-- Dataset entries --
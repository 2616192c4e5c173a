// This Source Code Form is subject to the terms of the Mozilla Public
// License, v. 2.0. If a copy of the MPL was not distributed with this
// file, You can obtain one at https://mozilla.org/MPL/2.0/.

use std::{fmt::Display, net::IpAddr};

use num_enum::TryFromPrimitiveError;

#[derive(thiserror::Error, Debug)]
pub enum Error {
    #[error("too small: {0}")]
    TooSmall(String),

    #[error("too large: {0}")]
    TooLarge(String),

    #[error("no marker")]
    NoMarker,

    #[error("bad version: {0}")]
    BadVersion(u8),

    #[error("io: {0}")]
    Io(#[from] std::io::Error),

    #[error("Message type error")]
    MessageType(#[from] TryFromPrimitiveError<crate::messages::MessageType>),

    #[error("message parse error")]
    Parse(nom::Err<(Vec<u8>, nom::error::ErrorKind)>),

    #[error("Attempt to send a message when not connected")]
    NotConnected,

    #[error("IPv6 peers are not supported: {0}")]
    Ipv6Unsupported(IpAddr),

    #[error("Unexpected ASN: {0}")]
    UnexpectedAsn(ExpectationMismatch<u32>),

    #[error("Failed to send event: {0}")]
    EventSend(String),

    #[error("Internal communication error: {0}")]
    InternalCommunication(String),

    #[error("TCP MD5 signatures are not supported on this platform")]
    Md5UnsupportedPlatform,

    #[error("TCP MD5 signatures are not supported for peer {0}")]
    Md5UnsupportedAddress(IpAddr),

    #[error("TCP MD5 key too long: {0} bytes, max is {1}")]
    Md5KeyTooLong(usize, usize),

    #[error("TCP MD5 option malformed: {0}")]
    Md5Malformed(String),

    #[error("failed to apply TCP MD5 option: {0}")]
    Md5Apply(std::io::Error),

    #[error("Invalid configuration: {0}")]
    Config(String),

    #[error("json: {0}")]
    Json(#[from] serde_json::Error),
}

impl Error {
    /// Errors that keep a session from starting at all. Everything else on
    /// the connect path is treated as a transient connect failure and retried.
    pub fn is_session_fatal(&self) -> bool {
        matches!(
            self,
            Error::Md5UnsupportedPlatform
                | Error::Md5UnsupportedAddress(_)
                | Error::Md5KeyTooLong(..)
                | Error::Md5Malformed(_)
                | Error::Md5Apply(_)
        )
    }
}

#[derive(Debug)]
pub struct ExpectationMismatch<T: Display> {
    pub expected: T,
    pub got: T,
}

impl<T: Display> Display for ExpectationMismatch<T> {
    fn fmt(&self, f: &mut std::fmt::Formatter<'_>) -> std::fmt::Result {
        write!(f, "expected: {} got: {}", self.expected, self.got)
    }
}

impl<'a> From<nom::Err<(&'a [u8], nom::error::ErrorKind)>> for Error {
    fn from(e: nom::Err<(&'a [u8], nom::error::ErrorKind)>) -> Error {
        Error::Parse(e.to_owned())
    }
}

-- Work task --
The line containing "impl<T: Display> Display" marks where to begin; copy it and every later line exactly, through the end of the data.

-- Answer below --
impl<T: Display> Display for ExpectationMismatch<T> {
    fn fmt(&self, f: &mut std::fmt::Formatter<'_>) -> std::fmt::Result {
        write!(f, "expected: {} got: {}", self.expected, self.got)
    }
}

impl<'a> From<nom::Err<(&'a [u8], nom::error::ErrorKind)>> for Error {
    fn from(e: nom::Err<(&'a [u8], nom::error::ErrorKind)>) -> Error {
        Error::Parse(e.to_owned())
    }
}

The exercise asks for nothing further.